- Research
Published: | By: Stephan Laudien
An international team of scientists led by Prof. Christoph Heubeck of Friedrich Schiller University Jena, Germany has drilled boreholes in South Africa that will help answer questions about the early history of our planet. The cores come from the “Barberton greenstone belt” near South Africa’s border with Eswatini (formerly Swaziland) and can be dated to about 3.2 billion years ago. “These drill cores are, in a sense, time capsules in which information from the early days of the Earth is stored,” says Heubeck.
The drilling campaign of the BASE (Barberton Archean Surface Environments) project, at times with three drilling rigs operating simultaneously, began in November 2021 and ended in end-July 2022 with the last of eight boreholes. Starting in September, 3,131 metres of core material will be scientifically analysed in detail by an international team under Heubeck’s coordination.
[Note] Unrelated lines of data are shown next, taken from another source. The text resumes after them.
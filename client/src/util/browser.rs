//! Browser side effects: scrolling, history and the current URL.
//!
//! Each function touches `window` only in the `hydrate` build. During SSR
//! they no-op (or read the request context) to keep server rendering
//! deterministic.

#[cfg(test)]
#[path = "browser_test.rs"]
mod browser_test;

/// Scroll the window back to the top of the page.
pub fn scroll_to_top() {
    #[cfg(feature = "hydrate")]
    {
        if let Some(window) = web_sys::window() {
            window.scroll_to_with_x_and_y(0.0, 0.0);
        }
    }
}

/// Go back one entry in the session history.
pub fn history_back() {
    #[cfg(feature = "hydrate")]
    {
        if let Some(window) = web_sys::window() {
            if let Ok(history) = window.history() {
                if let Err(e) = history.back() {
                    log::warn!("history.back failed: {e:?}");
                }
            }
        }
    }
}

/// Public origin of the site, provided as context by the server.
///
/// Server-rendered canonical URLs are built from this value, never from the
/// request `Host` header.
#[derive(Clone, Debug, PartialEq, Eq)]
pub struct SiteOrigin(String);

impl SiteOrigin {
    pub fn new(origin: &str) -> Self {
        Self(origin.trim().trim_end_matches('/').to_owned())
    }

    pub fn as_str(&self) -> &str {
        &self.0
    }

    /// Absolute URL for a path on this origin.
    pub fn page_url(&self, path: &str) -> String {
        if path.starts_with('/') {
            format!("{}{path}", self.0)
        } else {
            format!("{}/{path}", self.0)
        }
    }
}

/// Absolute URL of the page being rendered, when it can be determined.
///
/// In the browser this is `location.href`. On the server it is the
/// `SiteOrigin` context joined with the request path; without that context
/// the result is `None` and callers fall back to their default.
pub fn current_page_url() -> Option<String> {
    #[cfg(feature = "hydrate")]
    {
        web_sys::window().and_then(|w| w.location().href().ok())
    }
    #[cfg(all(feature = "ssr", not(feature = "hydrate")))]
    {
        let origin = leptos::prelude::use_context::<SiteOrigin>()?;
        let parts = leptos::prelude::use_context::<http::request::Parts>()?;
        Some(origin.page_url(parts.uri.path()))
    }
    #[cfg(not(any(feature = "hydrate", feature = "ssr")))]
    {
        None
    }
}
//! About page: mission, headline stats, values, history and team.

use leptos::prelude::*;
use leptos_meta::{Meta, Title};

use crate::content::SITE_NAME;
use crate::content::about::{self, TEAM, TIMELINE, VALUES};
use crate::util::browser::scroll_to_top;

#[component]
pub fn AboutPage() -> impl IntoView {
    // Client-side navigation keeps the previous scroll offset otherwise.
    Effect::new(scroll_to_top);

    let stats = about::stats(TEAM, TIMELINE);

    view! {
        <Title text=format!("Về chúng tôi | {SITE_NAME}")/>
        <Meta
            name="description"
            content="Câu chuyện, giá trị cốt lõi và đội ngũ đứng sau nền tảng cho thuê phòng trực tuyến."
        />
        <div class="about-page">
            <section class="page-hero">
                <div class="container">
                    <h1 class="page-hero__title">"Kết nối người thuê và chủ nhà, minh bạch và nhanh chóng"</h1>
                    <p class="page-hero__lead">
                        "Chúng tôi xây dựng nền tảng giúp mọi người tìm được nơi ở phù hợp "
                        "mà không phải lo lắng về tin ảo hay phí môi giới."
                    </p>
                </div>
            </section>

            <section class="stats">
                <div class="container stats__grid">
                    {stats
                        .into_iter()
                        .map(|stat| {
                            view! {
                                <div class="stat">
                                    <span class="stat__value">{stat.value}</span>
                                    <span class="stat__label">{stat.label}</span>
                                </div>
                            }
                        })
                        .collect_view()}
                </div>
            </section>

            <section class="values">
                <div class="container">
                    <h2>"Giá trị cốt lõi"</h2>
                    <div class="card-grid">
                        {VALUES
                            .iter()
                            .map(|value| {
                                view! {
                                    <article class="card">
                                        <span class="card__icon">{value.icon}</span>
                                        <h3>{value.title}</h3>
                                        <p>{value.description}</p>
                                    </article>
                                }
                            })
                            .collect_view()}
                    </div>
                </div>
            </section>

            <section class="timeline">
                <div class="container">
                    <h2>"Hành trình phát triển"</h2>
                    <ol class="timeline__list">
                        {TIMELINE
                            .iter()
                            .map(|milestone| {
                                view! {
                                    <li class="timeline__item">
                                        <span class="timeline__year">{milestone.year}</span>
                                        <div>
                                            <h3>{milestone.title}</h3>
                                            <p>{milestone.description}</p>
                                        </div>
                                    </li>
                                }
                            })
                            .collect_view()}
                    </ol>
                </div>
            </section>

            <section class="team">
                <div class="container">
                    <h2>"Đội ngũ"</h2>
                    <div class="card-grid">
                        {TEAM
                            .iter()
                            .map(|member| {
                                view! {
                                    <article class="card team__member">
                                        <img class="team__avatar" src=member.avatar alt=member.name loading="lazy"/>
                                        <h3>{member.name}</h3>
                                        <p class="team__role">{member.role}</p>
                                        <p>{member.bio}</p>
                                    </article>
                                }
                            })
                            .collect_view()}
                    </div>
                </div>
            </section>

            <section class="cta">
                <div class="container">
                    <h2>"Sẵn sàng tìm phòng?"</h2>
                    <div class="cta__actions">
                        <a href="/rooms" class="btn btn-primary">"Xem phòng"</a>
                        <a href="/contact" class="btn btn-secondary">"Liên hệ"</a>
                    </div>
                </div>
            </section>
        </div>
    }
}
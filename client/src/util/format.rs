//! Display formatting for prices and areas.

#[cfg(test)]
#[path = "format_test.rs"]
mod format_test;

/// Group digits in threes with `sep`.
pub fn group_thousands(value: u64, sep: char) -> String {
    let digits = value.to_string();
    let mut out = String::with_capacity(digits.len() + digits.len() / 3);
    for (i, ch) in digits.chars().enumerate() {
        if i > 0 && (digits.len() - i) % 3 == 0 {
            out.push(sep);
        }
        out.push(ch);
    }
    out
}

/// Monthly price label. VND uses dot grouping and the `₫` sign; other
/// currencies keep their ISO code.
pub fn format_price(price: u64, currency: &str) -> String {
    if currency.eq_ignore_ascii_case("VND") {
        format!("{} ₫", group_thousands(price, '.'))
    } else {
        format!("{} {currency}", group_thousands(price, ','))
    }
}

/// Area label in square metres, without a decimal part when whole.
pub fn format_area(area: f64) -> String {
    if area.fract().abs() < f64::EPSILON {
        format!("{area:.0} m²")
    } else {
        format!("{area:.1} m²")
    }
}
Findings from the earliest history of the Earth aid space travel
“These rock sequences represent an extremely high-resolution record of a short section of the Earth’s earliest history,” says Christoph Heubeck. The geologist estimates the average sedimentation rate at about one metre per thousand years, comparable to deposition rates on many coasts today.
A great deal of information can be obtained from the cores, for example about the Moon’s orbit, tides, volcanic activity, UV radiation, meteorite impacts, the temperature of the oceans and the atmosphere, as well as the intensity of chemical weathering.
A major target of the drilling were fossil microbial mats, which were widespread on sandy shorelines and gravel plains, and occasionally dried out and were reworked by waves. “How could life persist and spread in this challenging, high-energy environment?,” asks Heubeck.
Answers to these questions can also enable researchers to draw inferences about life on other planets. It is no coincidence that the US space agency NASA has contributed to the costs of the project. The BASE project took shape over a seven-year qualification process. It is mainly funded by the Potsdam-based International Continental Scientific Drilling Program (ICDP), a scientific drilling consortium with 21 member states. The science team members obtained 1.8 million euros to cover costs of drilling and several times that amount for the research costs, including the salaries of numerous PhD students and postdocs.
Drill bit eats its way from oldest rock into younger layers
To obtain the drill cores, a diamond core bit ate its way into the rock. Because the rock layers are highly folded and most strata are more or less vertical, the core bit bored into the rock at a 45-degree angle and to a depth of about 400 metres, often from older to younger rock layers. “About 10 to 30 metres of cores were pulled per day,” says Heubeck. These are marked, sawn lengthwise, photographed and described. One half remains in South Africa’s national core repository, effectively a “library of the underground”, while the other half is shipped to the ICDP consortium’s core repository in Berlin-Spandau. There the cores will again be documented in detail and, after a sampling workshop, made available to the participating researchers.
Prof. Heubeck can already read the first findings from the cores. For example, tidal deposits show that the distance between the Earth and the Moon was much smaller than it is today. “The moon was closer to the Earth and orbited it faster; at the same time, the Earth rotated more quickly,” says Heubeck. In addition, layers of microbial mats that grew in shallow water are found as black streaks. Undisturbed by modern animal predators such as worms or snails, they probably carried out photosynthesis. The waste product was oxygen, which is an indispensable prerequisite for higher forms of life. It is simply amazing to see in what a – for us – hostile environment these microbial mats thrived, says Christoph Heubeck. He expects many more exciting discoveries from the drill cores; their analysis will take the next few years.